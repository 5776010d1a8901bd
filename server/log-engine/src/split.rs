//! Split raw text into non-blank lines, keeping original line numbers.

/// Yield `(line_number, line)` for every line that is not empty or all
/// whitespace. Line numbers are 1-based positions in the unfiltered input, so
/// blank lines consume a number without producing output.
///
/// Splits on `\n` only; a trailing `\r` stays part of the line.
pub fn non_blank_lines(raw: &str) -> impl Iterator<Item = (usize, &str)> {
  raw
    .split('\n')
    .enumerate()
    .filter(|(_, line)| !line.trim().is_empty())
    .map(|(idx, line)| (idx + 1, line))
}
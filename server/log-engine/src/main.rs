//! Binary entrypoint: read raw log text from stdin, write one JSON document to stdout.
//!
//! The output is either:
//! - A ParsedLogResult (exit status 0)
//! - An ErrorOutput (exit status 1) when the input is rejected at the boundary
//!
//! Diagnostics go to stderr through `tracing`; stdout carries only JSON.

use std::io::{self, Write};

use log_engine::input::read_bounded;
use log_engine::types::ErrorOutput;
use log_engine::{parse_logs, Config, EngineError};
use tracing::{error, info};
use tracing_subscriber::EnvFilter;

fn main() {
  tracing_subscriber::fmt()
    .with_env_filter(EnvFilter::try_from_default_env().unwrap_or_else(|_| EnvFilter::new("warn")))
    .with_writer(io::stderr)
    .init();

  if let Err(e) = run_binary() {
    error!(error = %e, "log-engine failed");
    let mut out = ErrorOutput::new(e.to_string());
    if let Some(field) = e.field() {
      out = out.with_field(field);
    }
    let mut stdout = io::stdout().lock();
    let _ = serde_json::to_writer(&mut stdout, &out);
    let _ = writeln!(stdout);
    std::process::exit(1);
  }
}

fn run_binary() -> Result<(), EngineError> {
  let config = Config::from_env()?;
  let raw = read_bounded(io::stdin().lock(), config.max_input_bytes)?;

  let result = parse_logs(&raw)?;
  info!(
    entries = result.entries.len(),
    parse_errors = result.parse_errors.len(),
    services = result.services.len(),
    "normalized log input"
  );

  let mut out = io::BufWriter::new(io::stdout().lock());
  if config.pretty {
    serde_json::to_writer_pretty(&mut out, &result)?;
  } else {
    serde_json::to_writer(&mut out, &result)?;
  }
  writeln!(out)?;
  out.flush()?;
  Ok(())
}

---

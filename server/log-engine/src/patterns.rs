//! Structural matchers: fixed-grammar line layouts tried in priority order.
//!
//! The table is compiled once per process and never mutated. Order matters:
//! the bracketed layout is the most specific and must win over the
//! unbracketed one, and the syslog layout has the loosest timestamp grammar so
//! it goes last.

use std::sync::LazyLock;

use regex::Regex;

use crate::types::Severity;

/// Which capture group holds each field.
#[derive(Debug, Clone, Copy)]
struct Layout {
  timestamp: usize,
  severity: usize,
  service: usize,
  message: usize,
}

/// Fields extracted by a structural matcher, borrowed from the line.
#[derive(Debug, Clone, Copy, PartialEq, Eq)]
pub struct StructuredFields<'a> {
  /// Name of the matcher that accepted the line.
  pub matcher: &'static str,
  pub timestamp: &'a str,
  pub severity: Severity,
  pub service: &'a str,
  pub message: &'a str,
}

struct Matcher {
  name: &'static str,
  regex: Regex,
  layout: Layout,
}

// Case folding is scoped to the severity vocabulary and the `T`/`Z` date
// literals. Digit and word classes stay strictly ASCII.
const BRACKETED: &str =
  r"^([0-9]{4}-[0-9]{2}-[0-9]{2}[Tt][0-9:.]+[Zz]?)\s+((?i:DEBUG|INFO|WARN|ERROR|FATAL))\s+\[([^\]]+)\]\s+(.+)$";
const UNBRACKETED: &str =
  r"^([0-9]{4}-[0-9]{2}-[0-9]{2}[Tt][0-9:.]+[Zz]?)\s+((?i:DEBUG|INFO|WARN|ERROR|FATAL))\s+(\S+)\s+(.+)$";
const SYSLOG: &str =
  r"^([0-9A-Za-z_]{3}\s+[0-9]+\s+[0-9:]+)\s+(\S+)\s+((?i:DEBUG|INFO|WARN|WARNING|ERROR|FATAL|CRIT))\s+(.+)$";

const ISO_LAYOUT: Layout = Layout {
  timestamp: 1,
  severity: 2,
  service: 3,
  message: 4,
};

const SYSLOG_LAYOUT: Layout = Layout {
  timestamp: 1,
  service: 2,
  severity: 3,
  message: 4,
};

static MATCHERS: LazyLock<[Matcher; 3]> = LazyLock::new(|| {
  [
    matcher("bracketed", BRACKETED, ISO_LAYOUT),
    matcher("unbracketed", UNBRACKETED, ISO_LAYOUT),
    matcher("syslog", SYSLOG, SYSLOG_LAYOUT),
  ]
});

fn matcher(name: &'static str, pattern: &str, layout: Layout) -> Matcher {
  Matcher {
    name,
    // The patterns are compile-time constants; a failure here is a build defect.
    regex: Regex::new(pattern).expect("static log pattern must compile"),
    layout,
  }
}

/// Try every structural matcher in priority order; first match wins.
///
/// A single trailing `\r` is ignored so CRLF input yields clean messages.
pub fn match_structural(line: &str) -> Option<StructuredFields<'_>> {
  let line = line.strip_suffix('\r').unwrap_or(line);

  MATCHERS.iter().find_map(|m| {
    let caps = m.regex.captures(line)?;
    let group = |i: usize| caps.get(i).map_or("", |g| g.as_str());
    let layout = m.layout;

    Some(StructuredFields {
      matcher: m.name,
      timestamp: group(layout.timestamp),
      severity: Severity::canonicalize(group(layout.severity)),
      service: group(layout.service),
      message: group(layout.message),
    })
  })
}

---

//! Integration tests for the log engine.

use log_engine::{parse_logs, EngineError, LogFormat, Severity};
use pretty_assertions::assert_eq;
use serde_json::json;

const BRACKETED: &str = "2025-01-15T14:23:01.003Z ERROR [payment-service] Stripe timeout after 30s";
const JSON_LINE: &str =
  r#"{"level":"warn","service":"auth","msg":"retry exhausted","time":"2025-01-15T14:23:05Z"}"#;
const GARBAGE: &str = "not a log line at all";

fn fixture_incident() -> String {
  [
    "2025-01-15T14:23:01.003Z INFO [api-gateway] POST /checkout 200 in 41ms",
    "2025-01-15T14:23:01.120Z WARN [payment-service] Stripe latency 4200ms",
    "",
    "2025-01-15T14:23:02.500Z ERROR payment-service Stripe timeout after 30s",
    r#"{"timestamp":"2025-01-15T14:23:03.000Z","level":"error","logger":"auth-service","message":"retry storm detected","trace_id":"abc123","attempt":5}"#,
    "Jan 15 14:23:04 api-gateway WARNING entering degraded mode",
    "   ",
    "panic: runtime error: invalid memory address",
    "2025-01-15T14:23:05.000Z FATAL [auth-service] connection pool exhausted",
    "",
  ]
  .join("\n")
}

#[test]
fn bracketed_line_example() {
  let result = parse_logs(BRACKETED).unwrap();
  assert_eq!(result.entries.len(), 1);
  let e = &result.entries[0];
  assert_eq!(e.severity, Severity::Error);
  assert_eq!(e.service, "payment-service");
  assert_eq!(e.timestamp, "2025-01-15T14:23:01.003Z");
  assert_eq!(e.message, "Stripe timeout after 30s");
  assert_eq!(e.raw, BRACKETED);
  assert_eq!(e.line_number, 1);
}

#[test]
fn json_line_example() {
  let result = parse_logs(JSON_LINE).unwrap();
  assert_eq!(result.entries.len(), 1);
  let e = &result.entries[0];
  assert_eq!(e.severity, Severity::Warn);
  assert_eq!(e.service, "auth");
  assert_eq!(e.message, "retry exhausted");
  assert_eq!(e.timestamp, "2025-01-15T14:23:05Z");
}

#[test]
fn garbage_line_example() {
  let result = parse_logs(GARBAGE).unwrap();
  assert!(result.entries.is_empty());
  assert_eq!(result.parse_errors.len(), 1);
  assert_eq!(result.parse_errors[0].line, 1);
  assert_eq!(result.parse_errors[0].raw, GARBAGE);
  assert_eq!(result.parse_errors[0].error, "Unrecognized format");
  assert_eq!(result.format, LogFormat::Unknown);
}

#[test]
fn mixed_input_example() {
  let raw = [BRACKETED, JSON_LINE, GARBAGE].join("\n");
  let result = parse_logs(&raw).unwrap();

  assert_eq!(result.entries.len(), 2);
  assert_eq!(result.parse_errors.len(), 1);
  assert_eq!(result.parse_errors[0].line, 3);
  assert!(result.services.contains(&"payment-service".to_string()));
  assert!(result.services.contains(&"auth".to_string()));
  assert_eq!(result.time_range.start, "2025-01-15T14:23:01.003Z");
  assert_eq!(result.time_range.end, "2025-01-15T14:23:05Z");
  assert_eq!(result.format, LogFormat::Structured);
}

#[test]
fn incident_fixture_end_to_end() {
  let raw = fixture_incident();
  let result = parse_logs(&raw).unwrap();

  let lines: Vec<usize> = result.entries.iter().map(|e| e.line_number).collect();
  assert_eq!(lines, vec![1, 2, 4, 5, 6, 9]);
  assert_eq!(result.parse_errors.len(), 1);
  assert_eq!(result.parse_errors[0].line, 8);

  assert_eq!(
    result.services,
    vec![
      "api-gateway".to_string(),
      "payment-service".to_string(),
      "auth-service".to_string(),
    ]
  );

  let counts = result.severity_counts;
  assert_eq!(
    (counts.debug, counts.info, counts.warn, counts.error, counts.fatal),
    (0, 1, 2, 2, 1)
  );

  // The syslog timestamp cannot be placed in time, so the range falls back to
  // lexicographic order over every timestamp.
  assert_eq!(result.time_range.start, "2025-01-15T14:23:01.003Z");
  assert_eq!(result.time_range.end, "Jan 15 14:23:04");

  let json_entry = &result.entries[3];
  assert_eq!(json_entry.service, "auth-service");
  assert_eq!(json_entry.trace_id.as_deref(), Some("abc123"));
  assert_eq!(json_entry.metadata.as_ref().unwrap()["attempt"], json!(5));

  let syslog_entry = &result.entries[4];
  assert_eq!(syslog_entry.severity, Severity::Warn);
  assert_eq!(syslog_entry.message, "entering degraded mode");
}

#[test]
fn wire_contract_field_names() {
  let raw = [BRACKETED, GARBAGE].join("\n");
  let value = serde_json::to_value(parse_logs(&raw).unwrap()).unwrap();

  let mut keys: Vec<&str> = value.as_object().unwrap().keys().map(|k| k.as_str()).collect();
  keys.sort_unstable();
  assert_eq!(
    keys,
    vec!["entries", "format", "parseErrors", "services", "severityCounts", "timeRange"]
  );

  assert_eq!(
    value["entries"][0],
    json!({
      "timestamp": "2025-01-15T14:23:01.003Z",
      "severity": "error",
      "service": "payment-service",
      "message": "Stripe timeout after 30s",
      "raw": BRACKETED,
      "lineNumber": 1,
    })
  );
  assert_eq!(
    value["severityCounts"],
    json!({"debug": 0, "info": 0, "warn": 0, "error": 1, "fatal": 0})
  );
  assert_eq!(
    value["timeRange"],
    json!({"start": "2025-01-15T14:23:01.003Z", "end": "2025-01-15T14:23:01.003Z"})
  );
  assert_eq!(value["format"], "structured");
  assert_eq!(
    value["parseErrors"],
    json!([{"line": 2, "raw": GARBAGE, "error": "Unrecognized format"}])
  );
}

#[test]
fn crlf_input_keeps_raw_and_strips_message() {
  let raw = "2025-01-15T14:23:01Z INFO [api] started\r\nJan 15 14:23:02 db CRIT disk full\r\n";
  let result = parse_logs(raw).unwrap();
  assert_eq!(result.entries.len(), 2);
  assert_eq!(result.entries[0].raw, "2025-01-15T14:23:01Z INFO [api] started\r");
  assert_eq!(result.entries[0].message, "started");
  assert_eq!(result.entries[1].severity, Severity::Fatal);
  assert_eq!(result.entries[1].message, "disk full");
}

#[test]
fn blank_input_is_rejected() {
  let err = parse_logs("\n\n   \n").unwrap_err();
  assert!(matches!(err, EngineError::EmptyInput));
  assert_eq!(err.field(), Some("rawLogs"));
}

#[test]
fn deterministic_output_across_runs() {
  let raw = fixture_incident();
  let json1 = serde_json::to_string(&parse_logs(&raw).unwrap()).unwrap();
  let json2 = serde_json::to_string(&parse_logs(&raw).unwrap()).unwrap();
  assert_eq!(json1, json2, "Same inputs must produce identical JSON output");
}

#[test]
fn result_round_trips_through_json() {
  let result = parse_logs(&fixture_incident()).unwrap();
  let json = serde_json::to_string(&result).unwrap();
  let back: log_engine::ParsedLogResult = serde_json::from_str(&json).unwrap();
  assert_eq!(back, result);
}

---

Quote the data above from the line containing "repository 5776010d1a8901bd" to the line containing "The output is", inclusive, and stop.

# Exercise solution:
repository 5776010d1a8901bd
filename server/log-engine/src/split.rs
//! Split raw text into non-blank lines, keeping original line numbers.

/// Yield `(line_number, line)` for every line that is not empty or all
/// whitespace. Line numbers are 1-based positions in the unfiltered input, so
/// blank lines consume a number without producing output.
///
/// Splits on `\n` only; a trailing `\r` stays part of the line.
pub fn non_blank_lines(raw: &str) -> impl Iterator<Item = (usize, &str)> {
  raw
    .split('\n')
    .enumerate()
    .filter(|(_, line)| !line.trim().is_empty())
    .map(|(idx, line)| (idx + 1, line))
}
filename server/log-engine/src/main.rs
//! Binary entrypoint: read raw log text from stdin, write one JSON document to stdout.
//!
//! The output is either:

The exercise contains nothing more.